I'm voting for Obama, and I don't give a crap whether he had dealings with Bill Ayers (although I think the better approach to such people is to shun them a la OJ Simpson after his murder acquittal).
That said, when it comes to academics defending Ayers with respect to his supposedly fine work as an educator, I have the following response: As far as I am concerned, Bill Ayers can go to hell.
Ayers wants to have it both ways. He wants credit for his radical past but wants at the same to time to play the reformist liberal. Judging by his statements he's not doing a very good job, intellectually, of negotiating the contradictions. Talking about his own past he comes of as a confused narcissist, which is what he was in the past. But now he acts -functions- consistently as a liberal reformer. So his old dreams affect his self-image but not his actions. People should be able to see that for what it is. even if he can't.
People who only know him and worked with him in later life shouldn't have to apologize for their acquaintance. I might ask his close friends to work a little harder, if only because he seems as shallow as ever.
Straw men and red herrings. Ayers qua Ayers is immaterial to an Obama presidency, save that it serves the GOP to have us talking about Ayers, or talking about Powell's race, rather than keeping our eye on the meat of the matter: the abject failure of the Bush/Cheney rule over the past 7+ years and the certainty that a McCain/Palin administration would mean staying the course and worse. Anything that distracts from that message serves the GOP.

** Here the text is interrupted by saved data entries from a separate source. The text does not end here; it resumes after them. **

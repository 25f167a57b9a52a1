//! The client-side host-key trust cache: a small JSON-backed store of
//! host-CA checking keys the user has explicitly trusted, keyed by cluster
//! domain, persisted at `$HOME/.tsh/hostsigners.db`.
//! Trust-on-first-use is explicitly forbidden — a host key is only ever
//! accepted if it is a certificate signed by one of these authorities.

use std::collections::HashMap;
use std::path::{Path, PathBuf};
use std::time::Duration;

use russh::keys::ssh_key::{Certificate, PublicKey};
use serde::{Deserialize, Serialize};
use tracing::{debug, warn};

use crate::error::ClientError;

#[derive(Default, Serialize, Deserialize)]
struct TrustDb {
	/// domain -> checking keys trusted for that domain's host-CA.
	domains: HashMap<String, Vec<String>>,
}

/// Loaded, parsed trusted host-CAs for one user. Construction reads
/// `hostsigners.db` if present; an absent file means no CA is trusted yet.
pub struct TrustStore {
	path: PathBuf,
	db: TrustDb,
}

impl TrustStore {
	pub fn open(tsh_dir: &Path) -> Result<Self, ClientError> {
		std::fs::create_dir_all(tsh_dir)?;
		let path = tsh_dir.join("hostsigners.db");
		let db = if path.exists() {
			let bytes = fs_err::read(&path)?;
			serde_json::from_slice(&bytes).map_err(|e| ClientError::Internal(e.into()))?
		} else {
			TrustDb::default()
		};
		Ok(Self { path, db })
	}

	/// `AddHostSignersToCache`: merges `checking_keys` into the trusted set
	/// for `domain`. Serialized with a sibling lockfile so two concurrent
	/// `tsh` invocations writing to the same `$HOME/.tsh` never race.
	pub fn add_host_signers(&mut self, domain: &str, checking_keys: &[PublicKey]) -> Result<(), ClientError> {
		let _guard = FileLock::acquire(&self.path, Duration::from_secs(5))?;

		// Re-read under the lock: another writer may have updated the file
		// since `open` ran.
		if self.path.exists() {
			let bytes = fs_err::read(&self.path)?;
			self.db = serde_json::from_slice(&bytes).map_err(|e| ClientError::Internal(e.into()))?;
		}

		let entry = self.db.domains.entry(domain.to_string()).or_default();
		for key in checking_keys {
			let encoded = key.to_openssh().map_err(|e| ClientError::Internal(e.into()))?;
			if !entry.contains(&encoded) {
				entry.push(encoded);
			}
		}

		let bytes = serde_json::to_vec_pretty(&self.db).map_err(|e| ClientError::Internal(e.into()))?;
		let tmp_path = self.path.with_extension("tmp");
		fs_err::write(&tmp_path, bytes)?;
		fs_err::rename(&tmp_path, &self.path)?;
		debug!(domain, "added host signers to trust cache");
		Ok(())
	}

	/// Entry point for a raw host key presented during an SSH handshake:
	/// rejects it outright unless it is a certificate, regardless of
	/// whether its bytes happen to match a trusted checking key. Trust on
	/// first use is not supported.
	pub fn check_host_key(&self, candidate: &PublicKey) -> Result<(), ClientError> {
		let certificate = Certificate::try_from(candidate.clone()).map_err(|_| ClientError::NotACertificate)?;
		self.check_host_signature(&certificate)
	}

	/// `CheckHostSignature`: requires the certificate's signer key to match
	/// a trusted checking key for some domain.
	pub fn check_host_signature(&self, candidate: &Certificate) -> Result<(), ClientError> {
		let signer = candidate.signature_key();
		for keys in self.db.domains.values() {
			for encoded in keys {
				let trusted = PublicKey::from_openssh(encoded).map_err(|e| ClientError::Internal(e.into()))?;
				if &trusted == signer {
					return Ok(());
				}
			}
		}
		Err(ClientError::UnknownAuthority(
			"host certificate was not signed by any trusted authority".into(),
		))
	}
}

/// A best-effort advisory lock implemented with an exclusively-created
/// sibling file, removed on drop. Good enough for serializing the handful
/// of local `tsh`/`teleport` processes that ever touch one user's trust
/// cache concurrently.
struct FileLock {
	lock_path: PathBuf,
}

impl FileLock {
	fn acquire(target: &Path, timeout: Duration) -> Result<Self, ClientError> {
		let lock_path = target.with_extension("lock");
		let deadline = std::time::Instant::now() + timeout;
		loop {
			match std::fs::OpenOptions::new().write(true).create_new(true).open(&lock_path) {
				Ok(_) => return Ok(Self { lock_path }),
				Err(e) if e.kind() == std::io::ErrorKind::AlreadyExists => {
					if std::time::Instant::now() >= deadline {
						return Err(ClientError::Locked(format!("{}", lock_path.display())));
					}
					std::thread::sleep(Duration::from_millis(20));
				},
				Err(e) => return Err(e.into()),
			}
		}
	}
}

impl Drop for FileLock {
	fn drop(&mut self) {
		if let Err(e) = std::fs::remove_file(&self.lock_path) {
			warn!(error = %e, "failed to release trust cache file lock");
		}
	}
}

#[cfg(test)]
mod tests {
	use super::*;
	use russh::keys::ssh_key::certificate::{Builder, CertType};
	use russh::keys::ssh_key::rand_core::OsRng;
	use russh::keys::ssh_key::{Algorithm, PrivateKey};

	fn tempdir() -> tempfile::TempDir {
		tempfile::tempdir().unwrap()
	}

	fn signed_cert(signer: &PrivateKey) -> Certificate {
		let subject = PrivateKey::random(&mut OsRng, Algorithm::Ed25519).unwrap();
		let mut builder = Builder::new_with_random_nonce(&mut OsRng, subject.public_key(), 0, u64::MAX).unwrap();
		builder.cert_type(CertType::Host).unwrap();
		builder.valid_principal("node.example.com").unwrap();
		builder.sign(signer).unwrap()
	}

	#[test]
	fn accepts_cert_from_trusted_domain() {
		let dir = tempdir();
		let ca_signer = PrivateKey::random(&mut OsRng, Algorithm::Ed25519).unwrap();
		let mut store = TrustStore::open(dir.path()).unwrap();
		store.add_host_signers("example.com", &[ca_signer.public_key().clone()]).unwrap();

		let cert = signed_cert(&ca_signer);
		store.check_host_signature(&cert).unwrap();
	}

	#[test]
	fn rejects_cert_from_untrusted_domain() {
		let dir = tempdir();
		let trusted_signer = PrivateKey::random(&mut OsRng, Algorithm::Ed25519).unwrap();
		let rogue_signer = PrivateKey::random(&mut OsRng, Algorithm::Ed25519).unwrap();
		let mut store = TrustStore::open(dir.path()).unwrap();
		store.add_host_signers("example.com", &[trusted_signer.public_key().clone()]).unwrap();

		let cert = signed_cert(&rogue_signer);
		let err = store.check_host_signature(&cert).unwrap_err();
		assert!(matches!(err, ClientError::UnknownAuthority(_)));
	}

	#[test]
	fn rejects_raw_non_certificate_key_even_if_bytes_match() {
		let dir = tempdir();
		let ca_signer = PrivateKey::random(&mut OsRng, Algorithm::Ed25519).unwrap();
		let mut store = TrustStore::open(dir.path()).unwrap();
		store.add_host_signers("example.com", &[ca_signer.public_key().clone()]).unwrap();

		let err = store.check_host_key(ca_signer.public_key()).unwrap_err();
		assert!(matches!(err, ClientError::NotACertificate));
	}

	#[test]
	fn trust_survives_reopen() {
		let dir = tempdir();
		let ca_signer = PrivateKey::random(&mut OsRng, Algorithm::Ed25519).unwrap();
		{
			let mut store = TrustStore::open(dir.path()).unwrap();
			store.add_host_signers("example.com", &[ca_signer.public_key().clone()]).unwrap();
		}
		let store = TrustStore::open(dir.path()).unwrap();
		let cert = signed_cert(&ca_signer);
		store.check_host_signature(&cert).unwrap();
	}
}
//! The `tsh`-side trust plane: the host-key trust cache and the local
//! short-lived-key cache, both rooted at `$HOME/.tsh`.

use std::path::PathBuf;

pub mod error;
pub mod localkey;
pub mod trust;

pub use error::ClientError;
pub use localkey::{LocalAgentKeyring, LocalKey};
pub use trust::TrustStore;

/// `$HOME/.tsh`, the client trust cache root.
pub fn default_tsh_dir() -> Result<PathBuf, ClientError> {
	dirs::home_dir()
		.map(|home| home.join(".tsh"))
		.ok_or_else(|| ClientError::BadParameter("no home directory for the current user".into()))
}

So my question: Why are liberals still so reactive, responsive, defensive? Why do they seem to utterly fail to grasp the notion of initiative, and instead let the politi-tainment industry lead them around by the nose?
robert:
Why are liberals defensive about their candidate's relationships with terrorists, a PLO member, a slumlord felon and whackjob racist preachers? Perhaps some libs have consciences. I assure you that if McCain had that resume, I would be voting libertarian.
@Bart,
Thank you for supporting many of my points by so consistently exemplifying the emptiness of GOP politi-tainment parrots. In particular a sentence such as, "Perhaps some libs have consciences" is exactly the usage of "Liberal" as "the new N-word" which I have mentioned a time or two recently, and I appreciate having so handy an exemplar for future reference. Shall we go back to ignoring each other now?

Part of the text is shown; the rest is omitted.